++++ Material for the task

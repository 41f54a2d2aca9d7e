//! Bus Health Monitor & Recovery
//!
//! Tracks the transceiver lifecycle (Stopped, Running, BusOff, Recovering,
//! Failed), polls the controller status at a fixed interval, drives bus-off
//! recovery under a cooldown and owns the last-frame liveness timestamp used
//! for staleness detection.
//!
//! All timing is expressed in milliseconds supplied by the caller so the
//! state machine stays deterministic under test.

use crate::transceiver::{BusConfig, ControllerState, Transceiver};
use metrics::counter;
use serde::{Deserialize, Serialize};
use thiserror::Error;
use tracing::{debug, error, info, warn};

const BUS_OFF_MESSAGE: &str = "CAN bus in BUS-OFF. Check wiring and termination.";
const RECOVERING_MESSAGE: &str = "CAN bus recovery in progress...";

/// Lifecycle state of the CAN bus
#[derive(Debug, Clone, Copy, PartialEq, Eq, Serialize, Deserialize)]
#[serde(rename_all = "snake_case")]
pub enum BusState {
    Stopped,
    Running,
    BusOff,
    Recovering,
    /// Install or start failed; no automatic retry
    Failed,
}

impl BusState {
    /// States rendered as a full-strip fault
    pub fn is_fault(self) -> bool {
        matches!(self, BusState::BusOff | BusState::Recovering | BusState::Failed)
    }

    pub fn as_str(self) -> &'static str {
        match self {
            BusState::Stopped => "stopped",
            BusState::Running => "running",
            BusState::BusOff => "bus_off",
            BusState::Recovering => "recovering",
            BusState::Failed => "failed",
        }
    }
}

/// Published bus health
#[derive(Debug, Clone, PartialEq, Eq, Serialize, Deserialize)]
pub struct BusHealth {
    pub state: BusState,
    /// Human-readable reason, empty while healthy
    pub message: String,
    pub last_frame_ms: Option<u64>,
}

/// Timing parameters of the monitor
#[derive(Debug, Clone, Copy, PartialEq, Eq, Serialize, Deserialize)]
#[serde(default)]
pub struct HealthConfig {
    /// Minimum time between controller status reads
    pub check_interval_ms: u64,
    /// Minimum time between recovery attempts
    pub recovery_cooldown_ms: u64,
    /// Silence after which a running bus counts as stale
    pub stale_after_ms: u64,
}

impl Default for HealthConfig {
    fn default() -> Self {
        Self {
            check_interval_ms: 5000,
            recovery_cooldown_ms: 10000,
            stale_after_ms: 2000,
        }
    }
}

#[derive(Debug, Clone, PartialEq, Eq, Error)]
pub enum HealthError {
    #[error("Bus already started (state: {0:?})")]
    AlreadyStarted(BusState),
}

/// Outcome of a recovery request
#[derive(Debug, Clone, Copy, PartialEq, Eq)]
pub enum RecoveryAttempt {
    /// Recovery was requested from the controller
    Initiated,
    /// Still inside the cooldown of the previous attempt
    Suppressed,
    /// The controller rejected the request
    Failed,
}

/// A state change observed by [`HealthMonitor::poll`]
#[derive(Debug, Clone, Copy, PartialEq, Eq)]
pub struct Transition {
    pub from: BusState,
    pub to: BusState,
}

/// Bus lifecycle state machine
#[derive(Debug, Clone)]
pub struct HealthMonitor {
    config: HealthConfig,
    state: BusState,
    message: String,
    last_check_ms: u64,
    last_recovery_ms: Option<u64>,
    /// Liveness reference: start, recovery or last frame time
    liveness_ms: u64,
    last_frame_ms: Option<u64>,
}

impl Default for HealthMonitor {
    fn default() -> Self {
        Self::new(HealthConfig::default())
    }
}

impl HealthMonitor {
    pub fn new(config: HealthConfig) -> Self {
        Self {
            config,
            state: BusState::Stopped,
            message: String::new(),
            last_check_ms: 0,
            last_recovery_ms: None,
            liveness_ms: 0,
            last_frame_ms: None,
        }
    }

    /// Install and start the transceiver. Only valid from `Stopped`.
    ///
    /// Install or start failures move the monitor to `Failed`, which is
    /// reported through the state rather than the return value.
    pub fn start<T: Transceiver + ?Sized>(
        &mut self,
        transceiver: &mut T,
        bus: &BusConfig,
        now_ms: u64,
    ) -> Result<BusState, HealthError> {
        if self.state != BusState::Stopped {
            return Err(HealthError::AlreadyStarted(self.state));
        }

        info!(
            "Starting CAN bus at {} bit/s (tx {}, rx {})",
            bus.bitrate, bus.tx_pin, bus.rx_pin
        );

        if let Err(e) = transceiver.install(bus) {
            error!("CAN driver install failed: {}", e);
            self.fail(format!("Driver install failed ({}). Check GPIO pins.", e));
            return Ok(self.state);
        }
        if let Err(e) = transceiver.start() {
            error!("CAN start failed: {}", e);
            self.fail(format!(
                "Failed to start CAN bus ({}). Check wiring and termination.",
                e
            ));
            return Ok(self.state);
        }

        self.state = BusState::Running;
        self.message.clear();
        self.last_check_ms = now_ms;
        self.liveness_ms = now_ms;
        info!("CAN bus running");
        Ok(self.state)
    }

    fn fail(&mut self, message: String) {
        self.state = BusState::Failed;
        self.message = message;
    }

    /// Rate-limited status check. Returns the transition taken, if any.
    pub fn poll<T: Transceiver + ?Sized>(
        &mut self,
        transceiver: &mut T,
        now_ms: u64,
    ) -> Option<Transition> {
        if matches!(self.state, BusState::Stopped | BusState::Failed) {
            return None;
        }
        if now_ms.saturating_sub(self.last_check_ms) < self.config.check_interval_ms {
            return None;
        }
        self.last_check_ms = now_ms;

        let status = match transceiver.status() {
            Ok(status) => status,
            Err(e) => {
                warn!("CAN status read failed: {}", e);
                return None;
            }
        };
        debug!(
            "CAN status {:?} (rx errors {}, tx errors {}, queued {})",
            status.state, status.rx_errors, status.tx_errors, status.queue_depth
        );

        let from = self.state;
        match (from, status.state) {
            (BusState::Running, ControllerState::BusOff) => {
                warn!(
                    "CAN bus-off detected (tx errors {})",
                    status.tx_errors
                );
                counter!("canled_bus_off_total").increment(1);
                self.state = BusState::BusOff;
                self.message = BUS_OFF_MESSAGE.to_string();
                self.attempt_recovery(transceiver, now_ms);
            }
            // Still bus-off: a previous request did not take, retry after the cooldown
            (BusState::BusOff | BusState::Recovering, ControllerState::BusOff) => {
                self.attempt_recovery(transceiver, now_ms);
            }
            (BusState::BusOff | BusState::Recovering, ControllerState::Stopped) => {
                // Recovery completed; the controller needs restarting
                match transceiver.start() {
                    Ok(()) => self.recovered(now_ms),
                    Err(e) => {
                        warn!("CAN restart after recovery failed: {}", e);
                        self.state = BusState::Recovering;
                        self.message = RECOVERING_MESSAGE.to_string();
                    }
                }
            }
            (BusState::BusOff | BusState::Recovering, ControllerState::Running) => {
                self.recovered(now_ms);
            }
            _ => {}
        }

        (self.state != from).then_some(Transition {
            from,
            to: self.state,
        })
    }

    fn recovered(&mut self, now_ms: u64) {
        info!("CAN bus recovered");
        self.state = BusState::Running;
        self.message.clear();
        self.liveness_ms = now_ms;
    }

    /// Request bus-off recovery, honouring the cooldown
    pub fn attempt_recovery<T: Transceiver + ?Sized>(
        &mut self,
        transceiver: &mut T,
        now_ms: u64,
    ) -> RecoveryAttempt {
        if let Some(last) = self.last_recovery_ms {
            if now_ms.saturating_sub(last) < self.config.recovery_cooldown_ms {
                debug!("Recovery suppressed, cooldown active");
                return RecoveryAttempt::Suppressed;
            }
        }
        self.last_recovery_ms = Some(now_ms);
        counter!("canled_recovery_attempts_total").increment(1);

        match transceiver.initiate_recovery() {
            Ok(()) => {
                info!("CAN bus recovery initiated");
                self.state = BusState::Recovering;
                self.message = RECOVERING_MESSAGE.to_string();
                RecoveryAttempt::Initiated
            }
            Err(e) => {
                warn!("CAN recovery request failed: {}", e);
                RecoveryAttempt::Failed
            }
        }
    }

    /// Record a received frame
    pub fn note_frame(&mut self, now_ms: u64) {
        self.last_frame_ms = Some(now_ms);
        self.liveness_ms = now_ms;
    }

    /// Running but silent for longer than the stale threshold
    pub fn is_stale(&self, now_ms: u64) -> bool {
        self.state == BusState::Running
            && now_ms.saturating_sub(self.liveness_ms) > self.config.stale_after_ms
    }

    pub fn state(&self) -> BusState {
        self.state
    }

    pub fn message(&self) -> &str {
        &self.message
    }

    pub fn last_frame_ms(&self) -> Option<u64> {
        self.last_frame_ms
    }

    pub fn config(&self) -> &HealthConfig {
        &self.config
    }

    pub fn health(&self) -> BusHealth {
        BusHealth {
            state: self.state,
            message: self.message.clone(),
            last_frame_ms: self.last_frame_ms,
        }
    }
}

++++++++

Quote exactly the opening line of the material above and every line after it, up to and including the line that contains "caller so the".

repository 41f54a2d2aca9d7e
//! Bus Health Monitor & Recovery
//!
//! Tracks the transceiver lifecycle (Stopped, Running, BusOff, Recovering,
//! Failed), polls the controller status at a fixed interval, drives bus-off
//! recovery under a cooldown and owns the last-frame liveness timestamp used
//! for staleness detection.
//!
//! All timing is expressed in milliseconds supplied by the caller so the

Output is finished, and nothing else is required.